Charles Spurgeon “Morning and Evening’
April 8, 2010 at 5:05 pm (General)
Tags: gospel, Jesus, love
“My dear friend, one thing is certainly true about Christ. All that He has ever been He must forever be. All that He was to those first disciples, He must be ready to be to any one, even the least of His disciples. His power is nothing at any one point if it is not powerful at all points; nothing, if not eternal. How is it possible, then, that Christ should do for you and me what he did for Peter and John, and Matthew and Nathanael? It is not hard to see, and to many people living just such lives as we live it has become the most real of experiences. Jesus, the Jesus of the Gospels, fastens his life to our life. By His life and death, bearing witness of His love, He twines Himself into our being. To love Him becomes a real thing. He is close by our side. He is right in our lot every day. Then as we go on living thus with Him some crisis of our life occurs, some need of action. We are put to some test, and as we stand doubting, or as we go and do the act in our low way, Christ, right by our side, does it in His higher way. Not that His hands visibly touch our tools and do the work we have to do. But it becomes evident to us what He would do under our circumstances, what one only thing it would be possible for Him to do as we are situated.
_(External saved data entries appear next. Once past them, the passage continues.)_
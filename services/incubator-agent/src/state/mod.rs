//! Local state persistence for the incubator agent.
//!
//! This module provides a JSON file store for the remembered
//! `incubator -> egg` assignments.
//!
//! The inventory service never tells us when an egg hatched. Remembering
//! which eggs we put into incubators lets the next pass notice that one of
//! them turned into a pokemon, even across agent restarts.

mod store;

pub use store::{StoreError, UsageStore, USAGE_FILE_NAME};
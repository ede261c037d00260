//! Error types for signal handling.

use thiserror::Error;

/// Errors that can occur when handling signals.
#[derive(Debug, Error, Clone)]
pub enum EventError {
    /// The signal type is unknown.
    #[error("unknown signal type: {0}")]
    UnknownSignalType(String),

    /// The signal payload is invalid.
    #[error("invalid signal payload: {0}")]
    InvalidPayload(String),

    /// Serialization error.
    #[error("serialization error: {0}")]
    Serialization(String),
}

impl From<serde_json::Error> for EventError {
    fn from(err: serde_json::Error) -> Self {
        EventError::Serialization(err.to_string())
    }
}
The gates of that nobler life which He has opened shine before us, and his love draws us on to be with Him.”
Phillips Brooks (Quoted from “Climbing the Heights”)
April 2, 2010 at 9:49 pm (General)
Tags: faith, Jesus, love, Redemption, Savior, sinner
“I am crucified with Christ: Nevertheless I live; yet not I, but Christ liveth in me: and the life which I now live in the flesh I live by the faith of the Son of God who loved me, and gave himself for me.” Galatians 2:20
“Sing, my soul, sing about Redemption, and forget not to revel daily in its rich refrain:– ‘The Son of God who loved me and gave Himself for me.’ Here is love’s ultimate goal– ‘Me.’ The poor, wretched, guilty, vile sinner is looked upon, longed for, and loved. Jesus, the tender, sympathizing Saviour, has set His holy heart upon the sinner. He must seek him; He must save him; He must succor him; He must have him. Oh, blessed be God that I am that sinner and Jesus is my Saviour.
Here is Love’s uttermost gesture:–‘gave Himself for me.’ To gain the sinner, to gather the guilty, to rescue the rebel, to lure the lost, Love will go to the uttermost gesture of grace and give Himself a ransom for all, including me. It is indeed an uttermost gesture. He cannot do more. He will not do less. It is Love’s uttermost limit of love.”